Task instructions: Write out, unaltered, each line from the top of the records below down to the line where "Some(existing) if existing" appears, that line included.
[Opening Data section section]
impl Region {
    fn new(nullable: bool, discrete: bool) -> Self {
        Self {
            nullable,
            discrete,
            ..Self::default()
        }
    }

    fn note_domain(&mut self, scalar: &Scalar) {
        let domain = domain_of(scalar);
        match self.domain {
            None => self.domain = Some(domain),
            Some(existing) if existing != domain => self.mixed = true,
            Some(_) => {}
        }
    }

    fn add(&mut self, constraint: &Constraint) {
        match constraint {
            Constraint::Null => self.must_be_null = true,
            Constraint::NotNull => self.not_null = true,
            Constraint::Compare(op, value) => {
                self.not_null = true;
                self.valued = true;
                self.note_domain(value);
                match (op, value.position()) {
                    (CompareOp::Eq, Some(p)) => {
                        self.equalities += 1;
                        self.raise_lower(Bound {
                            value: p,
                            inclusive: true,
                        });
                        self.lower_upper(Bound {
                            value: p,
                            inclusive: true,
                        });
                    }
                    (CompareOp::Eq, None) => {
                        self.equalities += 1;
                        self.restrict(std::slice::from_ref(value));
                    }
                    (CompareOp::NotEq, _) => self.excluded.push(value.clone()),
                    (CompareOp::Gt | CompareOp::GtEq, Some(p)) => self.raise_lower(Bound {
                        value: p,
                        inclusive: *op == CompareOp::GtEq,
                    }),
                    (CompareOp::Lt | CompareOp::LtEq, Some(p)) => self.lower_upper(Bound {
                        value: p,
                        inclusive: *op == CompareOp::LtEq,
                    }),
                    _ => {}
                }
            }
            Constraint::In(values) => {
                self.not_null = true;
                self.valued = true;
                for value in values {
                    self.note_domain(value);
                }
                if values.len() == 1 {
                    self.equalities += 1;
                }
                self.restrict(values);
            }
            Constraint::NotIn(values) => {
                self.not_null = true;
                self.valued = true;
                for value in values {
                    self.note_domain(value);
                }
                self.excluded.extend(values.iter().cloned());
            }
        }
    }

    fn restrict(&mut self, values: &[Scalar]) {
        let next: Vec<Scalar> = match &self.allowed {
            Some(current) => current
                .iter()
                .filter(|v| values.iter().any(|w| same(v, w)))
                .cloned()
                .collect(),
            None => values.to_vec(),
        };
        self.allowed = Some(next);
    }

    fn raise_lower(&mut self, bound: Bound) {
        let tighter = match self.lower {
            None => true,
            Some(current) => {
                bound.value > current.value
                    || (bound.value == current.value && !bound.inclusive && current.inclusive)
            }
        };
        if tighter {
            self.lower = Some(bound);
        }
    }

    fn lower_upper(&mut self, bound: Bound) {
        let tighter = match self.upper {
            None => true,
            Some(current) => {
                bound.value < current.value
                    || (bound.value == current.value && !bound.inclusive && current.inclusive)
            }
        };
        if tighter {
            self.upper = Some(bound);
        }
    }

    /// Bounds with integer discreteness applied.
    fn bounds(&self) -> (Option<Bound>, Option<Bound>) {
        if !self.discrete {
            return (self.lower, self.upper);
        }
        let lower = self.lower.map(|b| Bound {
            value: if b.inclusive {
                b.value.ceil()
            } else {
                b.value.floor() + 1.0
            },
            inclusive: true,
        });
        let upper = self.upper.map(|b| Bound {
            value: if b.inclusive {
                b.value.floor()
            } else {
                b.value.ceil() - 1.0
            },
            inclusive: true,
        });
        (lower, upper)
    }

    fn in_bounds(&self, value: &Scalar) -> bool {
        let Some(p) = value.position() else {
            return true;
        };
        let (lower, upper) = self.bounds();
        let above = lower.map_or(true, |b| p > b.value || (b.inclusive && p == b.value));
        let below = upper.map_or(true, |b| p < b.value || (b.inclusive && p == b.value));
        above && below
    }

    fn is_excluded(&self, value: &Scalar) -> bool {
        self.excluded.iter().any(|e| same(e, value))
    }

    fn admits(&self, value: &Scalar) -> bool {
        self.in_bounds(value)
            && !self.is_excluded(value)
            && self
                .allowed
                .as_ref()
                .map_or(true, |allowed| allowed.iter().any(|a| same(a, value)))
    }

    fn conflict(&self) -> Option<Conflict> {
        if self.must_be_null {
            if self.not_null || self.valued || !self.nullable {
                return Some(Conflict::NullAndValue);
            }
            return None;
        }
        if self.mixed {
            return None;
        }
        let empty_kind = if self.equalities >= 2 {
            Conflict::Equalities
        } else {
            Conflict::EmptyRange
        };
        let (lower, upper) = self.bounds();
        if let (Some(lo), Some(hi)) = (lower, upper) {
            if lo.value > hi.value || (lo.value == hi.value && !(lo.inclusive && hi.inclusive)) {
                return Some(empty_kind);
            }
        }
        if let Some(allowed) = &self.allowed {
            if !allowed.iter().any(|value| self.admits(value)) {
                return Some(empty_kind);
            }
            return None;
        }
        if let (Some(lo), Some(hi), Some(domain)) = (lower, upper, self.domain) {
            let finite = lo.value == hi.value || (self.discrete && hi.value - lo.value < ENUMERATION_LIMIT);
            if finite {
                let mut p = lo.value;
                let mut any = false;
                while p <= hi.value {
                    let scalar = match domain {
                        Domain::Date => Scalar::Date(p),
                        _ => Scalar::Number(p),
                    };
                    if !self.is_excluded(&scalar) {
                        any = true;
                        break;
                    }
                    p += 1.0;
                }
                if !any {
                    return Some(empty_kind);
                }
            }
        }
        if self.domain == Some(Domain::Bool)
            && [true, false]
                .iter()
                .all(|b| self.is_excluded(&Scalar::Bool(*b)))
        {
            return Some(empty_kind);
        }
        None
    }

    /// Whether every value admitted here satisfies `target`.
    fn implies(&self, target: &Constraint) -> bool {
        match target {
            Constraint::Null => self.must_be_null,
            Constraint::NotNull => self.not_null,
            _ if !self.valued || self.mixed || self.must_be_null => false,
            Constraint::Compare(op, value) => {
                if self.domain != Some(domain_of(value)) {
                    return false;
                }
                if let Some(allowed) = &self.allowed {
                    let admitted: Vec<&Scalar> =
                        allowed.iter().filter(|a| self.admits(a)).collect();
                    return !admitted.is_empty()
                        && admitted.iter().all(|a| {
                            a.compare(value)
                                .is_some_and(|ordering| op.holds(ordering))
                        });
                }
                let Some(p) = value.position() else {
                    return *op == CompareOp::NotEq && self.is_excluded(value);
                };
                let (lower, upper) = self.bounds();
                match op {
                    CompareOp::Gt => lower.is_some_and(|b| b.value > p || (b.value == p && !b.inclusive)),
                    CompareOp::GtEq => lower.is_some_and(|b| b.value >= p),
                    CompareOp::Lt => upper.is_some_and(|b| b.value < p || (b.value == p && !b.inclusive)),
                    CompareOp::LtEq => upper.is_some_and(|b| b.value <= p),
                    CompareOp::Eq => matches!(
                        (lower, upper),
                        (Some(lo), Some(hi)) if lo.value == p && hi.value == p && lo.inclusive && hi.inclusive
                    ),
                    CompareOp::NotEq => !self.in_bounds(value) || self.is_excluded(value),
                }
            }
            Constraint::In(values) => match &self.allowed {
                Some(allowed) => {
                    let admitted: Vec<&Scalar> =
                        allowed.iter().filter(|a| self.admits(a)).collect();
                    !admitted.is_empty()
                        && admitted
                            .iter()
                            .all(|a| values.iter().any(|v| same(a, v)))
                }
                None => match self.bounds() {
                    (Some(lo), Some(hi)) if lo.value == hi.value && lo.inclusive && hi.inclusive => {
                        values.iter().any(|v| v.position() == Some(lo.value))
                    }
                    _ => false,
                },
            },
            Constraint::NotIn(values) => values.iter().all(|v| !self.admits(v)),
        }
    }
}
[Closing Data section section]
Response area:
impl Region {
    fn new(nullable: bool, discrete: bool) -> Self {
        Self {
            nullable,
            discrete,
            ..Self::default()
        }
    }

    fn note_domain(&mut self, scalar: &Scalar) {
        let domain = domain_of(scalar);
        match self.domain {
            None => self.domain = Some(domain),
            Some(existing) if existing != domain => self.mixed = true,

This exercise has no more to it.